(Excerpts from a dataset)
#![cfg(test)]

use brine_flat_compiler::{
    compile_schema_to_cpp, decode_resolved_schema, generate_cpp, verify_schema_layouts, Config,
};
use indoc::indoc;

const MONSTER_SCHEMA: &str = indoc! {r#"
    {
      "namespace": ["MyGame"],
      "enums": [
        {
          "name": "Color",
          "vals": [
            { "name": "Red",   "value": 0 },
            { "name": "Green", "value": 1 },
            { "name": "Blue",  "value": 2 }
          ]
        }
      ],
      "structs": [
        {
          "name": "Monster",
          "fixed": false,
          "fields": [
            { "name": "hp",   "type": { "scalar": "short" }, "offset": 0, "default_value": "100" },
            { "name": "name", "type": "string",              "offset": 1 }
          ]
        }
      ],
      "root_struct": 0
    }
"#};

#[test]
fn monster_end_to_end() {
    let code = compile_schema_to_cpp(MONSTER_SCHEMA, &Config::default()).expect("generation failed");

    // Three constants and a dense name table.
    assert!(code.contains("  Color_Red = 0,\n  Color_Green = 1,\n  Color_Blue = 2,\n"));
    assert!(code.contains(r#"static const char *names[] = { "Red", "Green", "Blue", nullptr };"#));
    assert!(code.contains("inline const char *EnumNameColor(int e) {\n  return EnumNamesColor()[e];\n}"));

    // Accessor: hp() defaults to 100 when absent, name() is a string handle.
    assert!(code.contains("  int16_t hp() const { return GetField<int16_t>(4, 100); }"));
    assert!(code.contains("  const fb_string *name() const { return GetPointer<const fb_string *>(6); }"));

    // Builder and one-shot constructor.
    assert!(code.contains("struct MonsterBuilder {"));
    assert!(code.contains("  void add_hp(int16_t hp) { fbb_.AddElement<int16_t>(4, hp, 100); }"));
    assert!(code.contains("  void add_name(fb_offset<fb_string> name) { fbb_.AddOffset(6, name); }"));
    assert!(code.contains(indoc! {"
        inline fb_offset<Monster> CreateMonster(fb_builder &_fbb,
            int16_t hp,
            fb_offset<fb_string> name) {
          MonsterBuilder builder_(_fbb);
          builder_.add_hp(hp);
          builder_.add_name(name);
          return builder_.Finish();
        }
    "}));

    assert!(code.contains("inline const Monster *GetMonster(const void *buf)"));
    assert!(code.contains("namespace MyGame {\n"));
    assert!(code.ends_with("}  // namespace MyGame\n"));
}

#[test]
fn generation_is_a_pure_function_of_the_model() {
    let schema = decode_resolved_schema(MONSTER_SCHEMA).unwrap();
    let first = generate_cpp(&schema, &Config::default()).unwrap();
    let again = generate_cpp(&schema, &Config::default()).unwrap();
    assert_eq!(first, again);
}

const SPARSE_SCHEMA: &str = indoc! {r#"
    {
      "enums": [
        {
          "name": "Code",
          "vals": [
            { "name": "Ok",      "value": 0 },
            { "name": "Missing", "value": 404 },
            { "name": "Broken",  "value": 500 }
          ]
        }
      ]
    }
"#};

#[test]
fn sparse_enum_is_emitted_without_lookup() {
    let code = compile_schema_to_cpp(SPARSE_SCHEMA, &Config::default()).unwrap();
    assert!(code.contains("  Code_Missing = 404,"));
    assert!(!code.contains("EnumNamesCode"));
    assert!(!code.contains("EnumNameCode"));
    // Nothing but the enum, so no forward declarations and no root accessor.
    assert!(!code.contains("struct "));
    assert!(!code.contains("GetRoot"));
}

#[test]
fn dense_enum_lookup_covers_every_value() {
    let text = indoc! {r#"
        {
          "enums": [
            {
              "name": "Dir",
              "vals": [
                { "name": "North", "value": 3 },
                { "name": "East",  "value": 4 },
                { "name": "West",  "value": 6 }
              ]
            }
          ]
        }
    "#};
    let schema = decode_resolved_schema(text).unwrap();
    let code = generate_cpp(&schema, &Config::default()).unwrap();

    // Table is indexed by value - min, so the name of value v sits at slot v - 3.
    let table_line = code
        .lines()
        .find(|line| line.contains("static const char *names[]"))
        .expect("name table missing");
    let body = table_line
        .split('{')
        .nth(1)
        .and_then(|rest| rest.split('}').next())
        .unwrap();
    let names: Vec<&str> = body.split(',').map(|s| s.trim().trim_matches('"')).collect();
    assert_eq!(names, vec!["North", "East", "", "West", "nullptr"]);

    for val in &schema.enums[0].vals {
        let index = (val.value - 3) as usize;
        assert_eq!(names[index], val.name);
    }
    assert!(code.contains("return EnumNamesDir()[e - Dir_North];"));
}

fn name_table(code: &str) -> Vec<String> {
    let table_line = code
        .lines()
        .find(|line| line.contains("static const char *names[]"))
        .expect("name table missing");
    let body = table_line
        .split('{')
        .nth(1)
        .and_then(|rest| rest.split('}').next())
        .unwrap();
    body.split(',').map(|s| s.trim().trim_matches('"').to_string()).collect()
}

#[test]
fn aliased_enum_lookup_returns_first_declared_name() {
    let text = indoc! {r#"
        {
          "enums": [
            {
              "name": "Mode",
              "vals": [
                { "name": "Off",     "value": 1 },
                { "name": "Default", "value": 1 },
                { "name": "On",      "value": 2 },
                { "name": "Auto",    "value": 4 }
              ]
            }
          ]
        }
    "#};
    let schema = decode_resolved_schema(text).unwrap();
    let code = generate_cpp(&schema, &Config::default()).unwrap();

    let names = name_table(&code);
    assert_eq!(names, vec!["Off", "On", "", "Auto", "nullptr"]);

    // Every declared value maps back to the first name it was declared with.
    for val in &schema.enums[0].vals {
        let first = schema.enums[0]
            .vals
            .iter()
            .find(|v| v.value == val.value)
            .unwrap();
        assert_eq!(names[(val.value - 1) as usize], first.name);
    }
    assert!(code.contains("return EnumNamesMode()[e - Mode_Off];"));
}

const LAYOUT_SCHEMA: &str = indoc! {r#"
    {
      "structs": [
        {
          "name": "Stat",
          "fixed": true,
          "bytesize": 16,
          "minalign": 8,
          "fields": [
            { "name": "id",    "type": { "scalar": "ushort" }, "offset": 0, "padding": 6 },
            { "name": "val",   "type": { "scalar": "long" },   "offset": 8 }
          ]
        },
        {
          "name": "Stats",
          "fixed": false,
          "sortbysize": true,
          "fields": [
            { "name": "flag",  "type": { "scalar": "bool" },   "offset": 0 },
            { "name": "count", "type": { "scalar": "int" },    "offset": 1 },
            { "name": "small", "type": { "scalar": "short" },  "offset": 2 },
            { "name": "big",   "type": { "scalar": "double" }, "offset": 3 },
            { "name": "gone",  "type": { "scalar": "int" },    "offset": 4, "deprecated": true },
            { "name": "best",  "type": { "struct_ref": 0 },    "offset": 5 }
          ]
        }
      ]
    }
"#};

#[test]
fn struct_sizes_and_offsets_hold() {
    let schema = decode_resolved_schema(LAYOUT_SCHEMA).unwrap();
    verify_schema_layouts(&schema).expect("layout should verify");

    let stat = &schema.structs[0];
    let covered: usize = stat
        .fields
        .iter()
        .map(|f| schema.inline_size(&f.type_) + f.padding_bytes())
        .sum();
    assert_eq!(covered, stat.bytesize);
    for field in &stat.fields {
        assert_eq!(field.offset as usize % schema.inline_size(&field.type_), 0);
    }

    let code = generate_cpp(&schema, &Config::default()).unwrap();
    assert!(code.contains("  uint16_t id_;\n  int16_t __padding0;\n  int32_t __padding1;\n  int64_t val_;\n"));
    assert!(code.contains("STRUCT_END(Stat, 16);"));
}

#[test]
fn sorted_table_skips_deprecated_and_orders_by_size() {
    let code = compile_schema_to_cpp(LAYOUT_SCHEMA, &Config::default()).unwrap();

    let calls: Vec<&str> = code
        .lines()
        .filter_map(|line| line.trim().strip_prefix("builder_.add_"))
        .collect();
    assert_eq!(
        calls,
        vec!["best(best);", "big(big);", "count(count);", "small(small);", "flag(flag);"]
    );

    assert!(!code.contains("gone"));
    assert!(code.contains("  const Stat *best() const { return GetStruct<const Stat *>(14); }"));
    assert!(code.contains("fbb_.EndTable(start_, 6)"));
}

#[test]
fn inconsistent_struct_is_refused() {
    let text = LAYOUT_SCHEMA.replace("\"bytesize\": 16", "\"bytesize\": 24");
    let err = compile_schema_to_cpp(&text, &Config::default()).unwrap_err();
    assert!(err.to_string().contains("Stat"));
    assert!(err.to_string().contains("bytesize is 24"));
}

TASK ITEM: Exactly as they appear, retype the lines from the start of the records through the line containing "Color_Red = 0,\n".

REPLY:
#![cfg(test)]

use brine_flat_compiler::{
    compile_schema_to_cpp, decode_resolved_schema, generate_cpp, verify_schema_layouts, Config,
};
use indoc::indoc;

const MONSTER_SCHEMA: &str = indoc! {r#"
    {
      "namespace": ["MyGame"],
      "enums": [
        {
          "name": "Color",
          "vals": [
            { "name": "Red",   "value": 0 },
            { "name": "Green", "value": 1 },
            { "name": "Blue",  "value": 2 }
          ]
        }
      ],
      "structs": [
        {
          "name": "Monster",
          "fixed": false,
          "fields": [
            { "name": "hp",   "type": { "scalar": "short" }, "offset": 0, "default_value": "100" },
            { "name": "name", "type": "string",              "offset": 1 }
          ]
        }
      ],
      "root_struct": 0
    }
"#};

#[test]
fn monster_end_to_end() {
    let code = compile_schema_to_cpp(MONSTER_SCHEMA, &Config::default()).expect("generation failed");

    // Three constants and a dense name table.
    assert!(code.contains("  Color_Red = 0,\n  Color_Green = 1,\n  Color_Blue = 2,\n"));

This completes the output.